Aerosol is a key component in the climate system. Limited ground monitoring stations impede the acquisition of spatial and temporal aerosol concentration data. However, Remote sensing can provide wider coverage and real-time data, compensating for ground coverage constraints. In the present study, the spatial and temporal variation of Aerosol Optical Thickness (AOT) was analyzed for the Indian cities having significantly different meteorology and geographical conditions like Jaipur and Pune for the years 2020 and 2021 using the Multi-Angle Implementation of the Atmospheric Correction (MAIAC) algorithm. The seasonal mean AOT in winter, pre-monsoon, and post-monsoon are recorded as 0.56, 0.62, and 0.89, respectively, over the entire Jaipur district. However, it was recorded as 0.76, 0.62, and 0.52, respectively, over the entire Pune district. Results of the seasonal analysis indicate that Jaipur and Pune experience high loads of aerosol during post-monsoon and winter, respectively. In this context, the back trajectory, developed through the Hybrid Single-Particle Lagrangian Integrated Trajectory (HYSPLIT) model, revealed that Jaipur experiences air masses and emissions from the northern region of India during the post-monsoon. However, Pune encounters air masses from the eastern region of India in winter. The mean Angstrom exponent values at Jaipur and Pune aid in understanding the size and type of aerosol. Jaipur and Pune experience biomass burning aerosol and mixed aerosols to a greater extent, respectively. The performance of MAIAC-derived AOT was assessed using Aerosol Robotic Network (AERONET) sun-photometers derived AOT at Jaipur and Pune with coefficient of determination (R2) values of 0.88 and 0.71 and Root Mean Squared Error (RMSE) values of 0.1338 and 0.1869, respectively.
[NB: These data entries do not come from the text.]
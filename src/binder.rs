use std::cell::OnceCell;
use std::rc::Rc;

use crate::config::BinderConfig;
use crate::doc::{Document, Schedule};
use crate::error::Error;

#[cfg(test)]
#[path = "binder_test.rs"]
mod binder_test;

/// Presentation state of one bound element.
#[derive(Debug, Clone, Copy, PartialEq, Eq)]
pub enum ToggleState {
    /// Expanded class absent.
    Collapsed,
    /// Expanded class present.
    Expanded,
}

impl ToggleState {
    #[must_use]
    pub fn from_present(present: bool) -> Self {
        if present { Self::Expanded } else { Self::Collapsed }
    }
}

/// Outcome of a click routed through the binder.
#[derive(Debug, Clone, Copy, PartialEq, Eq)]
pub enum Action {
    /// The element was not part of the bind-time snapshot.
    Ignored,
    /// The expanded class was flipped; carries the new state.
    Toggled(ToggleState),
}

/// Binds click-to-toggle behavior to the elements of a [`Document`].
///
/// Elements are selected once, at bind time. Elements that gain the marker
/// class later are not picked up. The snapshot is set at most once, so
/// repeated binding never selects or listens twice.
pub struct Binder<D: Document> {
    config: BinderConfig,
    bound: OnceCell<Vec<D::Handle>>,
}

impl<D: Document> Binder<D> {
    /// Create an unbound binder for the given class names.
    ///
    /// # Errors
    ///
    /// Returns the [`BinderConfig::validate`] errors.
    pub fn new(config: BinderConfig) -> Result<Self, Error> {
        config.validate()?;
        Ok(Self { config, bound: OnceCell::new() })
    }

    #[must_use]
    pub fn config(&self) -> &BinderConfig {
        &self.config
    }

    /// Bind once `doc` is parsed: immediately if it already is, otherwise from
    /// its ready callback. `None` (no document at all) binds nothing.
    ///
    /// # Errors
    ///
    /// Returns [`Error::Host`] if a query or listener registration fails on
    /// the immediate path, or the ready listener cannot be registered.
    pub fn bind_when_ready(self: &Rc<Self>, doc: Option<&D>) -> Result<(), Error> {
        let Some(doc) = doc else {
            log::debug!("no document available, skipping toggle bind");
            return Ok(());
        };

        match doc.ready_state().schedule() {
            Schedule::Now => self.attach(doc).map(|_| ()),
            Schedule::OnReady => {
                let binder = Rc::clone(self);
                let ready_doc = doc.clone();
                doc.on_ready(Box::new(move || {
                    if let Err(e) = binder.attach(&ready_doc) {
                        log::error!("toggle bind failed: {e}");
                    }
                }))
            }
        }
    }

    /// Snapshot the marker elements and register one click callback on each.
    ///
    /// Returns the snapshot size. If the binder is already bound nothing is
    /// queried or registered.
    ///
    /// # Errors
    ///
    /// Returns [`Error::Host`] if the query or a listener registration fails.
    pub fn attach(self: &Rc<Self>, doc: &D) -> Result<usize, Error> {
        if let Some(bound) = self.bound.get() {
            log::debug!("toggle binder already bound, keeping snapshot");
            return Ok(bound.len());
        }

        let bound = self.bind(doc)?;
        for handle in bound {
            let binder = Rc::clone(self);
            let target = handle.clone();
            let mut click_doc = doc.clone();
            doc.listen_click(
                handle,
                Box::new(move || match binder.on_click(&mut click_doc, &target) {
                    Ok(Action::Toggled(state)) => log::trace!("toggled {target:?} to {state:?}"),
                    Ok(Action::Ignored) => {}
                    Err(e) => log::error!("toggle failed: {e}"),
                }),
            )?;
        }

        log::info!("bound {} .{} elements", bound.len(), self.config.marker_class);
        Ok(bound.len())
    }

    /// Select the elements carrying the marker class and remember them,
    /// without registering listeners.
    ///
    /// Returns the snapshot. An empty snapshot is not an error. Calling this
    /// again returns the existing snapshot without querying the document.
    ///
    /// # Errors
    ///
    /// Returns [`Error::Host`] if the document query fails.
    pub fn bind(&self, doc: &D) -> Result<&[D::Handle], Error> {
        if let Some(bound) = self.bound.get() {
            return Ok(bound);
        }
        let found = doc.elements_with_class(&self.config.marker_class)?;
        log::debug!("toggle binder matched {} .{} elements", found.len(), self.config.marker_class);
        Ok(self.bound.get_or_init(|| found))
    }

    #[must_use]
    pub fn is_bound(&self) -> bool {
        self.bound.get().is_some()
    }

    /// Handles captured at bind time; empty before binding.
    #[must_use]
    pub fn bound(&self) -> &[D::Handle] {
        self.bound.get().map(Vec::as_slice).unwrap_or_default()
    }

    #[must_use]
    pub fn is_bound_element(&self, handle: &D::Handle) -> bool {
        self.bound().contains(handle)
    }

    /// Handle a click on `handle`: flip the expanded class if the element is bound.
    ///
    /// # Errors
    ///
    /// Returns [`Error::Host`] if the document rejects the mutation.
    pub fn on_click(&self, doc: &mut D, handle: &D::Handle) -> Result<Action, Error> {
        if !self.is_bound_element(handle) {
            return Ok(Action::Ignored);
        }
        let present = doc.toggle_class(handle, &self.config.expanded_class)?;
        Ok(Action::Toggled(ToggleState::from_present(present)))
    }

    /// Current state of a bound element, `None` if it was not bound.
    #[must_use]
    pub fn state_of(&self, doc: &D, handle: &D::Handle) -> Option<ToggleState> {
        self.is_bound_element(handle)
            .then(|| ToggleState::from_present(doc.has_class(handle, &self.config.expanded_class)))
    }
}
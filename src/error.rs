/// Errors surfaced by the binder and its document hosts.
#[derive(Debug, thiserror::Error)]
pub enum Error {
    #[error("invalid class name {name:?}: {reason}")]
    InvalidClassName { name: String, reason: &'static str },
    #[error("marker and expanded class are both {0:?}")]
    SameClass(String),
    #[error("invalid config: {0}")]
    Config(#[from] serde_json::Error),
    #[error("browser api error: {0}")]
    Host(String),
}
//! Ordered class token set with the same rules as the DOM's `DOMTokenList`.
//!
//! The in-memory document keeps one `ClassList` per element so that toggling
//! in tests produces exactly the `class` attribute a browser would: tokens
//! split on ASCII whitespace, duplicates dropped, additions appended, and
//! empty or whitespace-bearing tokens rejected.

#[cfg(test)]
#[path = "class_list_test.rs"]
mod class_list_test;

use std::fmt;

use serde::{Deserialize, Serialize};

use crate::error::Error;

/// Check that `token` is usable as a single class.
///
/// # Errors
///
/// Returns [`Error::InvalidClassName`] for an empty token or one containing
/// ASCII whitespace; the browser throws `SyntaxError` / `InvalidCharacterError`.
pub fn validate_token(token: &str) -> Result<(), Error> {
    if token.is_empty() {
        return Err(Error::InvalidClassName { name: token.to_owned(), reason: "empty" });
    }
    if token.contains(|c: char| c.is_ascii_whitespace()) {
        return Err(Error::InvalidClassName { name: token.to_owned(), reason: "contains whitespace" });
    }
    Ok(())
}

/// Class tokens of a single element, in attribute order.
#[derive(Debug, Clone, Default, PartialEq, Eq, Serialize, Deserialize)]
#[serde(from = "String", into = "String")]
pub struct ClassList {
    tokens: Vec<String>,
}

impl ClassList {
    /// Empty class list.
    #[must_use]
    pub fn new() -> Self {
        Self::default()
    }

    /// Parse a `class` attribute value.
    #[must_use]
    pub fn parse(attr: &str) -> Self {
        let mut list = Self::new();
        for token in attr.split_ascii_whitespace() {
            list.push_unique(token);
        }
        list
    }

    #[must_use]
    pub fn contains(&self, token: &str) -> bool {
        self.tokens.iter().any(|t| t == token)
    }

    /// Append `token` if absent. Returns `true` if it was added.
    ///
    /// # Errors
    ///
    /// Returns the [`validate_token`] errors.
    pub fn add(&mut self, token: &str) -> Result<bool, Error> {
        validate_token(token)?;
        Ok(self.push_unique(token))
    }

    /// Remove `token` if present. Returns `true` if it was removed.
    ///
    /// # Errors
    ///
    /// Returns the [`validate_token`] errors.
    pub fn remove(&mut self, token: &str) -> Result<bool, Error> {
        validate_token(token)?;
        let before = self.tokens.len();
        self.tokens.retain(|t| t != token);
        Ok(self.tokens.len() != before)
    }

    /// Remove `token` if present, add it otherwise. Returns whether it is present afterwards.
    ///
    /// # Errors
    ///
    /// Returns the [`validate_token`] errors.
    pub fn toggle(&mut self, token: &str) -> Result<bool, Error> {
        if self.remove(token)? {
            return Ok(false);
        }
        self.tokens.push(token.to_owned());
        Ok(true)
    }

    pub fn iter(&self) -> impl Iterator<Item = &str> {
        self.tokens.iter().map(String::as_str)
    }

    // Callers guarantee `token` is a valid class.
    fn push_unique(&mut self, token: &str) -> bool {
        if self.contains(token) {
            return false;
        }
        self.tokens.push(token.to_owned());
        true
    }
}

impl fmt::Display for ClassList {
    fn fmt(&self, f: &mut fmt::Formatter<'_>) -> fmt::Result {
        f.write_str(&self.tokens.join(" "))
    }
}

impl From<String> for ClassList {
    fn from(attr: String) -> Self {
        Self::parse(&attr)
    }
}

impl From<ClassList> for String {
    fn from(list: ClassList) -> Self {
        list.to_string()
    }
}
利用高空间分辨率 MODIS-MAIAC 算法和 HYSPLIT 轨迹模型得出的气溶胶光学厚度的时空动态变化
气溶胶是气候系统的关键组成部分。有限的地面监测站阻碍了气溶胶浓度空间和时间数据的获取。然而,遥感技术可以提供更广泛的覆盖范围和实时数据,弥补地面覆盖范围的限制。本研究采用大气校正多角度实施(MAIAC)算法,分析了 2020 年和 2021 年印度城市气溶胶光学厚度(AOT)的时空变化,这些城市(如斋浦尔和浦那)的气象和地理条件明显不同。整个斋浦尔地区冬季、季风前和季风后的季节平均 AOT 分别为 0.56、0.62 和 0.89。而整个浦那地区的平均 AOT 分别为 0.76、0.62 和 0.52。季节性分析结果表明,斋浦尔和浦那在季风后和冬季的气溶胶负荷较高。在这种情况下,通过混合单粒子拉格朗日综合轨迹(HYSPLIT)模型开发的后向轨迹显示,斋浦尔在季风过后会遇到来自印度北部地区的气团和排放物。然而,浦那在冬季会遇到来自印度东部地区的气团。斋浦尔和浦那的平均埃格斯托指数值有助于了解气溶胶的大小和类型。斋浦尔和浦那的生物质燃烧气溶胶和混合气溶胶分别较多。使用气溶胶机器人网络(AERONET)太阳光度计得出的斋浦尔和浦那气溶胶指数对 MAIAC 得出的 AOT 的性能进行了评估,其判定系数 (R2) 值分别为 0.88 和 0.71,均方根误差 (RMSE) 值分别为 0.1338 和 0.1869。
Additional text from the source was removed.